子ども社会の難しさと単純さ

 皆さんいじめの話は飽きてきたようなので、あえて私は今さらまじめになって痛い要素を排除し少しはまじめに書いてみようかと思います。
 いじめ問題には二面がある。というのが私の経験的意見です。それは複雑に考えなければいけない面と単純化すべき面です。


 いじめを社会問題として大局的に捉え、その解決を探る時、いじめを単純化して考えるのは危険な事です。なぜならいじめというものは学校教育および地域社会、また家庭問題を媒介にしてあらゆる面で「社会」そのものと結びついている問題だからです。
http://www.asahi.com/edu/news/TKY200612050358.html

 教師が子どもに合わせ過ぎ、集団のルールが守られていない「なれあい型」学級は、ルールを守り子ども同士が主体的に活動している「満足型」学級に比べ、いじめの発生率が約2〜4倍高いという調査結果を、都留文科大の河村茂雄教授(心理学)がまとめた。(2006年12月06日01時11分:asahi.com

 こういう記事を見たり「子どもにルールを守る大事さを教えるべきだ」という主張がいじめる側への罰則の強化を話し合う場でなされるのを見て、思いだしたのは同時期に起こった高校の未履修問題です。
 そもそも教師も学校長もルールを破って必修科目をやらず調査書に嘘を書いていたというのに誰が生徒に向かって「ルールの大切さ」を教えられるでしょうか。
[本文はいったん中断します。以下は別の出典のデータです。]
use std::{collections::HashMap, path::Path, sync::Mutex};

use anyhow::{Context, Result, anyhow};
use ort::{session::Session, value::Tensor};

use crate::config::{EmbeddingConfig, ExecutionDevice};

pub struct ImageEmbeddingEngine {
    config: EmbeddingConfig,
    device_used: ExecutionDevice,
    backend: EmbeddingBackend,
}

enum EmbeddingBackend {
    Onnx(OnnxBackend),
    Pseudo,
    Unavailable(String),
}

struct OnnxBackend {
    session: Mutex<Session>,
}

impl ImageEmbeddingEngine {
    pub fn new(config: EmbeddingConfig) -> Self {
        let device_used = resolve_device(config.execution_device);
        let backend = match build_backend(&config) {
            Ok(backend) => backend,
            Err(err) => EmbeddingBackend::Unavailable(format!("{err:#}")),
        };
        Self {
            config,
            device_used,
            backend,
        }
    }

    pub fn config(&self) -> &EmbeddingConfig {
        &self.config
    }

    pub fn runtime_name(&self) -> &'static str {
        "ort"
    }

    pub fn device_mode(&self) -> &'static str {
        match self.device_used {
            ExecutionDevice::Cpu => "cpu",
            ExecutionDevice::GpuPreferred => "gpu",
        }
    }

    /// Embeds preprocessed CHW images, one output row per input.
    pub fn embed_batch(&self, images: &[Vec<f32>]) -> Result<Vec<Vec<f32>>> {
        if images.is_empty() {
            return Ok(Vec::new());
        }
        let expected = self.config.input_len();
        if let Some((idx, bad)) = images
            .iter()
            .enumerate()
            .find(|(_, img)| img.len() != expected)
        {
            return Err(anyhow!(
                "image {idx} in batch has {} values, expected {expected}",
                bad.len()
            ));
        }
        match &self.backend {
            EmbeddingBackend::Onnx(backend) => backend.embed_batch(images, &self.config),
            EmbeddingBackend::Pseudo => Ok(images
                .iter()
                .map(|pixels| pseudo_embed(pixels, self.config.vector_dim))
                .collect::<Vec<_>>()),
            EmbeddingBackend::Unavailable(msg) => Err(anyhow!(
                "embedding unavailable: {msg}. set IMGVEC_ALLOW_PSEUDO_EMBED=true only for local test scaffolding"
            )),
        }
    }
}

impl OnnxBackend {
    fn embed_batch(&self, images: &[Vec<f32>], cfg: &EmbeddingConfig) -> Result<Vec<Vec<f32>>> {
        let batch_size = images.len();
        let side = i64::from(cfg.crop_size);
        let mut packed = Vec::with_capacity(batch_size * cfg.input_len());
        for image in images {
            packed.extend_from_slice(image);
        }

        let mut session = self
            .session
            .lock()
            .map_err(|_| anyhow!("embedding session lock poisoned"))?;

        let pixels = Tensor::<f32>::from_array((vec![batch_size as i64, 3, side, side], packed))?;
        let input_name = session
            .inputs()
            .first()
            .map(|input| input.name().to_string())
            .ok_or_else(|| anyhow!("embedding model declares no inputs"))?;
        let mut model_inputs = HashMap::new();
        model_inputs.insert(input_name, pixels.upcast());

        let mut outputs = session.run(model_inputs)?;
        let first_key = outputs
            .keys()
            .next()
            .map(str::to_string)
            .ok_or_else(|| anyhow!("embedding model returned no outputs"))?;
        let output = outputs
            .remove(first_key)
            .ok_or_else(|| anyhow!("embedding model output extraction failed"))?;
        let (shape, values) = output
            .try_extract_tensor::<f32>()
            .map_err(|err| anyhow!("embedding output decode failed: {err}"))?;

        decode_feature_maps(shape, values, batch_size, cfg.vector_dim)
    }
}

/// Accepts `[B, C]`, `[B, C, 1, 1]` and spatial `[B, C, H, W]` (average pooled).
fn decode_feature_maps(
    shape: &[i64],
    values: &[f32],
    batch_size: usize,
    target_dim: usize,
) -> Result<Vec<Vec<f32>>> {
    if shape.len() != 2 && shape.len() != 4 {
        return Err(anyhow!(
            "embedding output rank {} is unsupported",
            shape.len()
        ));
    }
    if shape[0] <= 0 {
        return Err(anyhow!(
            "embedding output batch dimension is invalid: {}",
            shape[0]
        ));
    }

    let channels = usize::try_from(shape[1]).unwrap_or(0);
    if channels == 0 {
        return Err(anyhow!("embedding output channel dimension is invalid"));
    }
    let spatial = shape[2..]
        .iter()
        .map(|d| usize::try_from(*d).unwrap_or(0))
        .product::<usize>();
    if spatial == 0 {
        return Err(anyhow!("embedding output spatial dimensions are invalid"));
    }
    if values.len() < batch_size * channels * spatial {
        return Err(anyhow!(
            "embedding output tensor too small for expected shape {batch_size}x{channels}x{spatial}"
        ));
    }

    let mut out = Vec::with_capacity(batch_size);
    for batch in 0..batch_size {
        let mut pooled = vec![0.0f32; channels];
        for (channel, slot) in pooled.iter_mut().enumerate() {
            let base = (batch * channels + channel) * spatial;
            let sum = values[base..base + spatial].iter().sum::<f32>();
            *slot = sum / spatial as f32;
        }
        out.push(fit_vector_dim(&pooled, target_dim));
    }
    Ok(out)
}

fn fit_vector_dim(values: &[f32], target_dim: usize) -> Vec<f32> {
    if target_dim == 0 {
        return Vec::new();
    }
    if values.len() == target_dim {
        return values.to_vec();
    }
    if values.len() > target_dim {
        return values[..target_dim].to_vec();
    }
    let mut out = vec![0.0f32; target_dim];
    out[..values.len()].copy_from_slice(values);
    out
}

fn build_backend(config: &EmbeddingConfig) -> Result<EmbeddingBackend> {
    if config.allow_pseudo_fallback {
        return Ok(EmbeddingBackend::Pseudo);
    }
    let model_path = Path::new(&config.model_path);
    if !model_path.exists() {
        return Err(anyhow!(
            "embedding model not found at {}",
            model_path.display()
        ));
    }

    let session = Session::builder()
        .context("failed to create ONNX session builder")?
        .commit_from_file(model_path)
        .with_context(|| format!("failed to load ONNX model {}", model_path.display()))?;
    tracing::info!(model = %model_path.display(), "loaded embedding model");

    Ok(EmbeddingBackend::Onnx(OnnxBackend {
        session: Mutex::new(session),
    }))
}

fn resolve_device(preferred: ExecutionDevice) -> ExecutionDevice {
    match preferred {
        ExecutionDevice::Cpu => ExecutionDevice::Cpu,
        ExecutionDevice::GpuPreferred => {
            if gpu_runtime_available() {
                ExecutionDevice::GpuPreferred
            } else {
                ExecutionDevice::Cpu
            }
        }
    }
}

fn gpu_runtime_available() -> bool {
    std::env::var("EMBEDDING_GPU_AVAILABLE")
        .map(|v| v.eq_ignore_ascii_case("true"))
        .unwrap_or(false)
}

// Channel-mean buckets of the pixel buffer, stable across runs.
fn pseudo_embed(pixels: &[f32], dim: usize) -> Vec<f32> {
    let mut out = vec![0.0f32; dim.max(1)];
    let n = out.len();
    let mut counts = vec![0u32; n];
    for (idx, value) in pixels.iter().enumerate() {
        out[idx % n] += *value;
        counts[idx % n] += 1;
    }
    for (value, count) in out.iter_mut().zip(counts) {
        if count > 0 {
            *value /= count as f32;
        }
    }
    out
}
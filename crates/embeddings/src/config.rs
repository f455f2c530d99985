#[derive(Debug, Clone, Copy, PartialEq, Eq)]
pub enum ExecutionDevice {
    Cpu,
    GpuPreferred,
}

/// ImageNet channel statistics used by the pretrained backbone.
pub const IMAGENET_MEAN: [f32; 3] = [0.485, 0.456, 0.406];
pub const IMAGENET_STD: [f32; 3] = [0.229, 0.224, 0.225];

#[derive(Debug, Clone, PartialEq)]
pub struct EmbeddingConfig {
    pub model_path: String,
    pub vector_dim: usize,
    pub resize_size: u32,
    pub crop_size: u32,
    pub mean: [f32; 3],
    pub std: [f32; 3],
    pub batch_size: usize,
    pub execution_device: ExecutionDevice,
    pub allow_pseudo_fallback: bool,
}

impl Default for EmbeddingConfig {
    fn default() -> Self {
        let model_path = std::env::var("IMGVEC_MODEL_PATH")
            .unwrap_or_else(|_| "models/efficientnet_v2_m.onnx".to_string());
        Self {
            model_path,
            vector_dim: 1280,
            resize_size: 480,
            crop_size: 480,
            mean: IMAGENET_MEAN,
            std: IMAGENET_STD,
            batch_size: 8,
            execution_device: ExecutionDevice::from_env(),
            allow_pseudo_fallback: std::env::var("IMGVEC_ALLOW_PSEUDO_EMBED")
                .map(|v| v.eq_ignore_ascii_case("true"))
                .unwrap_or(cfg!(test)),
        }
    }
}

impl EmbeddingConfig {
    /// Number of `f32` values in one preprocessed CHW image.
    pub fn input_len(&self) -> usize {
        let side = self.crop_size as usize;
        3 * side * side
    }
}

impl ExecutionDevice {
    pub fn from_env() -> Self {
        let raw = std::env::var("EMBEDDING_DEVICE").unwrap_or_default();
        if raw.eq_ignore_ascii_case("gpu") {
            Self::GpuPreferred
        } else {
            Self::Cpu
        }
    }
}

#[cfg(test)]
mod tests {
    use super::EmbeddingConfig;

    #[test]
    fn defaults_match_efficientnet_v2_m_transforms() {
        let cfg = EmbeddingConfig::default();
        assert_eq!(cfg.vector_dim, 1280);
        assert_eq!(cfg.resize_size, 480);
        assert_eq!(cfg.crop_size, 480);
        assert_eq!(cfg.batch_size, 8);
        assert_eq!(cfg.input_len(), 3 * 480 * 480);
    }
}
そもそも生徒だけに向かってそういう事を教えようとする事に一抹の矛盾を感じるべきです。
 ルールを守れない学級にルールを破っていじめをする人が多くいるのなら、こういう全体への連想は容易です。ルールを守れない学級はルールを守れない学校に多く、ルールを守れない学校はルールを守れない社会に多い、というような。
 根本的問題が社会に根深いのなら末端での対応は逆効果あるいはその場しのぎになるだけで、いじめは消えても違うもっと陰険な捌け口に形を変えるでしょう。(勿論もっと無邪気ないじめには効果があると思います)例えばいじめの火付け役になったり主導したりする人というのは、色々な場合がありますが、いじめが何かの代償行為になってる場合があります。彼は他の理由により焦っており追い詰められているために、別に楽しくも無いいじめをやらない訳には行かない状況にあるのかもしれません。こういう場合救済すべきなのはいじめっ子の方なのかもしれませんが、それにもかかわらず彼をただ罰しても意味がありません。
 この間朝日のコラムで水谷修さんが「調査書に嘘を書いた教師を起訴しないのはおかしいのではないか。」と言っていたことが引っかかっています。そのとおりですし、ルールを守る大切さを生徒達に教えるにはいじめへの厳罰化などよりルールを破った人への毅然とした態度の方がよっぽど良かったでしょう。今からでもいいからその似非教師達を逮捕してくれないかなあと望んでやみません。(告発すればいいでしょうか?)


 さてもう一つの面というのはもっと小さな視点、いじめられる側の視点から見たときのことです。いじめられる側に大切な事は物事を客観視する力と逃避して依存する事が可能なものがあるという事だと思います。後者は置いておいて、物事を客観視するためには物事を単純化して考える方が具合がいいですし、殆どの場合そうする事で物事の本質が分かります。
 具体的に言うと、いじめられたときに、いじめる側がどうしていじめるのかとかどういう気持ちでいじめるのかとか社会が悪いんじゃないかとか自分の行動を変えたらいじめが無くなるんじゃないかとか考えるのはほぼ無意味です。そういう人間の機敏的なことを考えても仕方がありませんし、物事はそう簡単には変わりません。
 そこで考えうる限り単純化してみると、「いじめっ子」というのは自分を攻撃してくる外敵だという考え方も出来ます。外敵は自然界における天敵がそうであるように、攻撃によって得られる利益が損よりも大きいから攻撃してくるわけです。(目先の利益しか見えない馬鹿ばかりですとリスクという言い方は誤謬があるでしょう。)こう考えればいじめを止めさせる方法は簡単に分かります。守りを固めて相手が得をしないようにするか、相手の損が利益を上回るくらいに攻撃すればいいのです。そして相手が馬鹿(たいがい馬鹿ですが)であればそれをわかりやすく伝えてあげればいいのです。
 いじめっ子に金品を渡していたやつなんて救いがたい馬鹿ですね。お金で買えないものもあるんですよといってあげたい。身の安全とか、友達とか。経済交流が増えれば戦争は起きないから軍隊は必要ないなんて言ってる人たちの影響ではないでしょうか。全く経済的依存が増えれば平和維持できるみたいな主張をしておいてかつ拝金主義を批判するんだから左翼の人たちの主張は分裂気味ですね。まあこれは余談です。
 ところで私はこういう考え方こそが「人間関係」の基本なんじゃないかなあとときどき思う事もあるんですが厭世的過ぎますでしょうか。